13) The Fly (1986) – Here is another example of a classic 50s horror film – based on an innovative sci-fi short story – being updated in an age of seemingly limitless cinematic effects work. The Fly is arguably the greatest “science-experiment-gone-wrong” story ever told, and there was no better director to capture the torturous physical and mental transformation of Jeff Goldblum’s doomed main character than David Cronenberg.

After finding success with cult horror films such as Scanners and Videodrome, Cronenberg was primed to make his mark with a big-budget production. He delivered with a reinterpretation of George Langelaan’s 1957 short story about a scientist whose experiments with teleportation go horribly wrong when a housefly is sent through space with him. Although the premise provided Cronenberg with an endless platter to set his trademark gore upon, the film’s cornerstone is the deterioration of the relationship between Jeff Goldblum’s Seth Brundle and Geena Davis’ Veronica Quaife. Goldblum in particular gives a gut-wrenching performance as a lost soul whose physical destruction is eclipsed only by his mental collapse. Be warned: this film is not for the weak of heart, and requires a strong stomach to sit through. Be afraid. Be very afraid.

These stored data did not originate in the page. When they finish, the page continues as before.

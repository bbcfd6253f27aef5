//! JSON shapes exchanged with the remote collection, playlist and push APIs.
//!
//! Byte fields (gids, picture blobs, revisions) travel as standard base64.

use serde::{Deserialize, Serialize};

use crate::ids::EntityKind;

/// `#[serde(with = "base64_bytes")]` for `Vec<u8>` fields.
pub mod base64_bytes {
    use base64::{engine::general_purpose, Engine as _};
    use serde::{Deserialize, Deserializer, Serializer};

    pub fn serialize<S: Serializer>(bytes: &[u8], serializer: S) -> Result<S::Ok, S::Error> {
        serializer.serialize_str(&general_purpose::STANDARD.encode(bytes))
    }

    pub fn deserialize<'de, D: Deserializer<'de>>(deserializer: D) -> Result<Vec<u8>, D::Error> {
        let encoded = String::deserialize(deserializer)?;
        general_purpose::STANDARD
            .decode(encoded.as_bytes())
            .map_err(serde::de::Error::custom)
    }
}

// ── Collection ───────────────────────────────────────────────────────

#[derive(Debug, Clone, Default, PartialEq, Eq, Serialize, Deserialize)]
#[serde(default, rename_all = "camelCase")]
pub struct CollectionItem {
    pub uri: String,
    pub added_at: i64,
    pub is_removed: bool,
}

#[derive(Debug, Clone, Serialize)]
#[serde(rename_all = "camelCase")]
pub struct PageRequest {
    pub username: String,
    pub set: String,
    pub pagination_token: String,
    pub limit: u32,
}

#[derive(Debug, Clone, Default, Serialize, Deserialize)]
#[serde(default, rename_all = "camelCase")]
pub struct PageResponse {
    pub items: Vec<CollectionItem>,
    pub next_page_token: String,
    pub sync_token: String,
}

#[derive(Debug, Clone, Serialize)]
#[serde(rename_all = "camelCase")]
pub struct DeltaRequest {
    pub username: String,
    pub set: String,
    pub last_sync_token: String,
}

#[derive(Debug, Clone, Default, Serialize, Deserialize)]
#[serde(default, rename_all = "camelCase")]
pub struct DeltaResponse {
    pub items: Vec<CollectionItem>,
    pub sync_token: String,
}

#[derive(Debug, Clone, PartialEq, Eq, Serialize)]
#[serde(rename_all = "camelCase")]
pub struct WriteRequest {
    pub username: String,
    pub set: String,
    pub client_update_id: String,
    pub items: Vec<CollectionItem>,
}

#[derive(Debug, Clone, Default, Serialize, Deserialize)]
#[serde(default, rename_all = "camelCase")]
pub struct ContentFilterEntry {
    pub title: String,
    pub query: String,
}

#[derive(Debug, Clone, Default, Serialize, Deserialize)]
#[serde(default, rename_all = "camelCase")]
pub struct ContentFilterResponse {
    pub content_filters: Vec<ContentFilterEntry>,
}

// ── Playlists / rootlist ─────────────────────────────────────────────

#[derive(Debug, Clone, Default, PartialEq, Eq, Serialize, Deserialize)]
#[serde(default, rename_all = "camelCase")]
pub struct PictureSize {
    pub target_name: String,
    pub url: String,
}

#[derive(Debug, Clone, Default, PartialEq, Eq, Serialize, Deserialize)]
#[serde(default, rename_all = "camelCase")]
pub struct ListAttributes {
    pub name: String,
    #[serde(with = "base64_bytes")]
    pub picture: Vec<u8>,
    pub picture_size: Vec<PictureSize>,
}

#[derive(Debug, Clone, Default, PartialEq, Eq, Serialize, Deserialize)]
#[serde(default, rename_all = "camelCase")]
pub struct ItemAttributes {
    pub timestamp: i64,
}

#[derive(Debug, Clone, Default, PartialEq, Eq, Serialize, Deserialize)]
#[serde(default, rename_all = "camelCase")]
pub struct ListItem {
    pub uri: String,
    pub attributes: ItemAttributes,
}

/// Per-item metadata returned alongside the rootlist, or for a single playlist.
#[derive(Debug, Clone, Default, PartialEq, Eq, Serialize, Deserialize)]
#[serde(default, rename_all = "camelCase")]
pub struct PlaylistMeta {
    pub attributes: ListAttributes,
    pub owner_username: String,
}

#[derive(Debug, Clone, Default, Serialize, Deserialize)]
#[serde(default, rename_all = "camelCase")]
pub struct ListItems {
    pub items: Vec<ListItem>,
    pub meta_items: Vec<PlaylistMeta>,
}

#[derive(Debug, Clone, Default, Serialize, Deserialize)]
#[serde(default, rename_all = "camelCase")]
pub struct Rootlist {
    #[serde(with = "base64_bytes")]
    pub revision: Vec<u8>,
    pub contents: ListItems,
}

/// Structural rootlist change. Applied in the order received.
#[derive(Debug, Clone, PartialEq, Eq, Serialize, Deserialize)]
#[serde(tag = "kind", rename_all = "SCREAMING_SNAKE_CASE", rename_all_fields = "camelCase")]
pub enum RootlistOp {
    Add {
        #[serde(default)]
        from_index: u32,
        items: Vec<ListItem>,
    },
    #[serde(rename = "REM")]
    Remove {
        #[serde(default)]
        from_index: u32,
        items: Vec<ListItem>,
    },
    #[serde(rename = "MOV")]
    Move {
        #[serde(default)]
        from_index: u32,
        #[serde(default)]
        length: u32,
        #[serde(default)]
        to_index: u32,
    },
    UpdateItemAttributes {
        #[serde(default)]
        index: u32,
        #[serde(default)]
        new_attributes: ItemAttributes,
    },
    UpdateListAttributes {
        #[serde(default)]
        new_attributes: ListAttributes,
    },
    /// Any op kind this client does not know.
    #[serde(other)]
    Unknown,
}

impl RootlistOp {
    pub fn name(&self) -> &'static str {
        match self {
            Self::Add { .. } => "ADD",
            Self::Remove { .. } => "REM",
            Self::Move { .. } => "MOV",
            Self::UpdateItemAttributes { .. } => "UPDATE_ITEM_ATTRIBUTES",
            Self::UpdateListAttributes { .. } => "UPDATE_LIST_ATTRIBUTES",
            Self::Unknown => "KIND_UNKNOWN",
        }
    }
}

#[derive(Debug, Clone, Default, Serialize, Deserialize)]
#[serde(default, rename_all = "camelCase")]
pub struct Diff {
    #[serde(with = "base64_bytes")]
    pub from_revision: Vec<u8>,
    #[serde(with = "base64_bytes")]
    pub to_revision: Vec<u8>,
    pub ops: Vec<RootlistOp>,
}

#[derive(Debug, Clone, Default, Serialize, Deserialize)]
#[serde(default, rename_all = "camelCase")]
pub struct RootlistDelta {
    pub diff: Diff,
}

// ── Push notifications ───────────────────────────────────────────────

#[derive(Debug, Clone, Copy, PartialEq, Eq, Serialize, Deserialize)]
#[serde(rename_all = "SCREAMING_SNAKE_CASE")]
pub enum UpdateEntryType {
    Track,
    Album,
    Artist,
    Show,
    Episode,
    #[serde(other)]
    Unrecognized,
}

impl UpdateEntryType {
    pub fn entity_kind(&self) -> Option<EntityKind> {
        match self {
            Self::Track => Some(EntityKind::Track),
            Self::Album => Some(EntityKind::Album),
            Self::Artist => Some(EntityKind::Artist),
            Self::Show => Some(EntityKind::Show),
            Self::Episode => Some(EntityKind::Episode),
            Self::Unrecognized => None,
        }
    }
}

#[derive(Debug, Clone, PartialEq, Eq, Serialize, Deserialize)]
#[serde(rename_all = "camelCase")]
pub struct CollectionUpdateEntry {
    #[serde(with = "base64_bytes")]
    pub identifier: Vec<u8>,
    #[serde(rename = "type")]
    pub kind: UpdateEntryType,
    #[serde(default)]
    pub added_at: i64,
    #[serde(default)]
    pub removed: bool,
}

#[derive(Debug, Clone, Default, PartialEq, Eq, Serialize, Deserialize)]
#[serde(default)]
pub struct CollectionUpdate {
    pub items: Vec<CollectionUpdateEntry>,
}

#[derive(Debug, Clone, Default, PartialEq, Eq, Serialize, Deserialize)]
#[serde(default, rename_all = "camelCase")]
pub struct PlaylistModificationInfo {
    pub uri: String,
    #[serde(with = "base64_bytes")]
    pub new_revision: Vec<u8>,
}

12) Gremlins (1984) – Gremlins is the Johnny Rotten of movies. It did everything wrong and without apology. First, all the wrong names were attached to the film, namely Steven Spielberg as executive producer and veteran character actors Hoyt Axton and Polly Holliday, who were better known for playing lighthearted television roles. Second, the film had a vivid Christmas setting despite a summer release. But the biggest curveball was the extensive promotion that revolved around Gizmo, the cute little mogwai the presented the movie as a story of one mild-mannered young man’s fluffy little pet. From there the movie spit right in the audience’s face. Many parents who brought their kids to see Gremlins did, in fact, leave halfway through the film, unprepared for its graphic violence, dark humor, and unnerving tone. This, however, only mirrors the eponymous characters’ qualities. The gremlins are punks; they’d want to see mothers whisking their children away in disgust. Gremlins was widely criticized for being too explicit for a PG rating. Hence it became, along with Indiana Jones and the Temple of Doom, one of the catalysts in the development of the PG-13 rating.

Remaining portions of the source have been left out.